The closure of India’s only overseas base symbolically punctures its inflated global image. Modi’s regime has long used such token presences to craft a false narrative of India as a “strategic counterweight” to China and a “partner of choice” for the West. However, the quiet withdrawal from Ayni — without even a formal statement of protest — demonstrates that New Delhi’s global claims rest on a foundation of sand.

Even within India, opposition parties have termed the development a “strategic failure,” accusing the Modi government of destroying decades of diplomatic goodwill through arrogance and mismanagement. The loss of Ayni mirrors India’s declining credibility not only in South Asia but across the wider region, where its aggressive posturing and militarized diplomacy have alienated key partners.

For Russia, the presence of an Indian military facility—especially one outside the Collective Security Treaty Organization (CSTO) framework—was increasingly viewed as incongruent with its regional command structure.
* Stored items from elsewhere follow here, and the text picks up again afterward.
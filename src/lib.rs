//! Host Diagnostics
//!
//! Runs a one-shot health check against a single host: ping statistics
//! parsed from the platform's `ping` utility, DNS resolution into IPv4 and
//! IPv6 addresses, and TCP reachability of a list of ports. Results are
//! assembled into one [`DiagnosticsReport`] that never fails as a whole;
//! each probe carries its own status and error message.

pub mod cli;
pub mod config;
pub mod diagnostics;
pub mod dns;
pub mod error;
pub mod logging;
pub mod models;
pub mod output;
pub mod ping;
pub mod probe;
pub mod types;

// Re-export commonly used types
pub use error::{AppError, Result};
pub use models::{Config, DiagnosticsReport, DnsResult, PingResult, PortProbeResult};
pub use types::{Platform, PingStatus, PortStatus};
pub use diagnostics::{NetworkDiagnostics, DiagnosticsConfig};
pub use dns::resolve_dns;
pub use ping::parse_ping_output;
pub use probe::{probe_port, resolve_service_name};
pub use output::{ReportFormatter, PlainFormatter, ColoredFormatter, JsonFormatter, OutputFormatterFactory};

/// Application version information
pub const VERSION: &str = env!("CARGO_PKG_VERSION");
pub const PKG_NAME: &str = env!("CARGO_PKG_NAME");
pub const BUILD_TIME: &str = env!("BUILD_TIME");
pub const TARGET_TRIPLE: &str = env!("TARGET_TRIPLE");
pub const GIT_COMMIT: Option<&str> = option_env!("GIT_COMMIT");

/// Default configuration values
pub mod defaults {
    use std::time::Duration;

    pub const DEFAULT_HOST: &str = "google.com";
    pub const DEFAULT_PORTS: &[u16] = &[80, 443, 22, 21];
    pub const DEFAULT_PING_COUNT: u32 = 4;
    pub const DEFAULT_PORT_TIMEOUT: Duration = Duration::from_secs(2);
    /// Per-reply wait handed to `ping -t` on macOS
    pub const DARWIN_PING_TIMEOUT_SECS: u32 = 5;
    pub const DEFAULT_ENABLE_COLOR: bool = true;
    pub const DEFAULT_TRACE_PING_OUTPUT: bool = true;
}
//! DNS lookup step of a diagnostics run

pub mod resolver;

pub use resolver::{build_resolver, HostResolver, SystemResolver, TrustDnsResolver};

use crate::logging::Logger;
use crate::models::DnsResult;
use std::net::IpAddr;
use std::sync::Arc;

/// Resolves a hostname into a [`DnsResult`]
pub struct DnsResolver {
    resolver: Arc<dyn HostResolver>,
    logger: Logger,
}

impl DnsResolver {
    pub fn new(resolver: Arc<dyn HostResolver>) -> Self {
        Self {
            resolver,
            logger: Logger::new("DNS"),
        }
    }

    /// Resolver using the operating system
    pub fn system() -> Self {
        Self::new(Arc::new(SystemResolver::new()))
    }

    pub fn with_logger(mut self, logger: Logger) -> Self {
        self.logger = logger;
        self
    }

    /// Look up `host`
    ///
    /// The IPv4 address is the first IPv4 entry the resolver returns; every
    /// IPv6 entry is collected into a deduplicated set. Lookup failures are
    /// reported in `error` with the hostname and cause.
    pub async fn resolve(&self, host: &str) -> DnsResult {
        match self.resolver.lookup(host).await {
            Ok(addresses) => {
                let result = collect_addresses(host, &addresses);
                self.logger.debug("resolved host")
                    .field("host", host)
                    .field("resolver", self.resolver.name())
                    .field("ipv4", &result.ipv4_address)
                    .field("ipv6_count", result.ipv6_addresses.len())
                    .log();
                result
            }
            Err(e) => {
                self.logger.warn("DNS lookup failed")
                    .field("host", host)
                    .field("resolver", self.resolver.name())
                    .error_info(&e)
                    .log();
                DnsResult::failed(host, format!("DNS resolution failed for {}: {}", host, e))
            }
        }
    }
}

fn collect_addresses(host: &str, addresses: &[IpAddr]) -> DnsResult {
    let mut result = DnsResult::new(host);
    result.ipv4_address = addresses
        .iter()
        .find(|ip| ip.is_ipv4())
        .map(|ip| ip.to_string());
    result.ipv6_addresses = addresses
        .iter()
        .filter(|ip| ip.is_ipv6())
        .map(|ip| ip.to_string())
        .collect();
    result
}

/// Resolve `host` with the system resolver
pub async fn resolve_dns(host: &str) -> DnsResult {
    DnsResolver::system().resolve(host).await
}

#[cfg(test)]
mod tests {
    use super::*;
    use crate::error::{AppError, Result};
    use async_trait::async_trait;

    struct StaticResolver(Vec<IpAddr>);

    #[async_trait]
    impl HostResolver for StaticResolver {
        async fn lookup(&self, _host: &str) -> Result<Vec<IpAddr>> {
            Ok(self.0.clone())
        }

        fn name(&self) -> String {
            "static".to_string()
        }
    }

    struct FailingResolver;

    #[async_trait]
    impl HostResolver for FailingResolver {
        async fn lookup(&self, _host: &str) -> Result<Vec<IpAddr>> {
            Err(AppError::dns_resolution("Name or service not known"))
        }

        fn name(&self) -> String {
            "failing".to_string()
        }
    }

    fn ips(list: &[&str]) -> Vec<IpAddr> {
        list.iter().map(|s| s.parse().unwrap()).collect()
    }

    #[tokio::test]
    async fn test_first_ipv4_is_primary() {
        let resolver = DnsResolver::new(Arc::new(StaticResolver(ips(&[
            "2001:db8::1",
            "192.0.2.10",
            "192.0.2.20",
        ]))));

        let result = resolver.resolve("example.com").await;
        assert_eq!(result.hostname, "example.com");
        assert_eq!(result.ipv4_address.as_deref(), Some("192.0.2.10"));
        assert!(result.error.is_none());
    }

    #[tokio::test]
    async fn test_ipv6_addresses_are_deduplicated() {
        let resolver = DnsResolver::new(Arc::new(StaticResolver(ips(&[
            "192.0.2.10",
            "2001:db8::1",
            "2001:db8::2",
            "2001:db8::1",
        ]))));

        let result = resolver.resolve("example.com").await;
        assert_eq!(result.ipv6_addresses.len(), 2);
        assert!(result.ipv6_addresses.contains("2001:db8::1"));
        assert!(result.ipv6_addresses.contains("2001:db8::2"));
    }

    #[tokio::test]
    async fn test_ipv6_only_host_has_no_ipv4() {
        let resolver = DnsResolver::new(Arc::new(StaticResolver(ips(&["2001:db8::5"]))));
        let result = resolver.resolve("v6.example").await;
        assert!(result.ipv4_address.is_none());
        assert!(result.error.is_none());
        assert_eq!(result.ipv6_addresses.len(), 1);
    }

    #[tokio::test]
    async fn test_failure_embeds_host_and_cause() {
        let resolver = DnsResolver::new(Arc::new(FailingResolver));
        let result = resolver.resolve("missing.example").await;

        assert!(result.ipv4_address.is_none());
        assert!(result.ipv6_addresses.is_empty());
        let error = result.error.unwrap();
        assert!(error.contains("missing.example"));
        assert!(error.contains("Name or service not known"));
    }

    #[tokio::test]
    async fn test_resolve_dns_ipv4_only_host() {
        let result = resolve_dns("127.0.0.1").await;
        assert_eq!(result.ipv4_address.as_deref(), Some("127.0.0.1"));
        assert!(result.ipv6_addresses.is_empty());
        assert!(result.error.is_none());
    }

    #[tokio::test]
    async fn test_resolve_dns_total_failure() {
        let result = resolve_dns("host-diagnostics-test.invalid").await;
        assert!(result.ipv4_address.is_none());
        assert!(result.error.is_some());
    }
}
However, recent geopolitical shifts appear to have altered Tajikistan’s strategic alignments. Analysts suggest that deepening ties between Tajikistan, China, and Russia may have influenced the decision to end India’s lease at the base.

A $100 Million Symbol of Hubris

India’s $100 million investment in Ayni now stands as a monument to its diplomatic hubris. The money poured into upgrading runways, hangars, and surveillance systems has been written off — a costly reminder that foreign policy built on vanity cannot sustain itself against shifting regional realities.

The eviction also undermines India’s long-standing efforts to build a “security corridor” through Central Asia — a project aimed at bypassing Pakistan and projecting power westward. That dream has now collapsed, leaving New Delhi’s strategic calculus in disarray.

Conclusion: The Myth of Indian Power Exposed

Tajikistan’s decisive move has not only deprived India of its only overseas base but has also exposed the illusion of its global stature. The Modi regime’s loud rhetoric about “strategic partnerships” and “global leadership” rings hollow in the face of mounting failures — from the debacle of Operation Sindoor to the fiasco of the 2025 India-US Defence Framework.

For the oppressed people of Indian Illegally Occupied Jammu and Kashmir (IIOJK), this latest humiliation underscores a fundamental truth: India’s military adventurism and expansionist policies are crumbling under the weight of their own contradictions. While New Delhi seeks to dominate its neighbors through force and propaganda, the region is steadily rejecting its false narrative of power and “normalcy.”

Tajikistan’s message is clear — the world is no longer willing to play along with India’s delusions of grandeur.

The Indian opposition party, Congress, has termed the withdrawal a major strategic failure.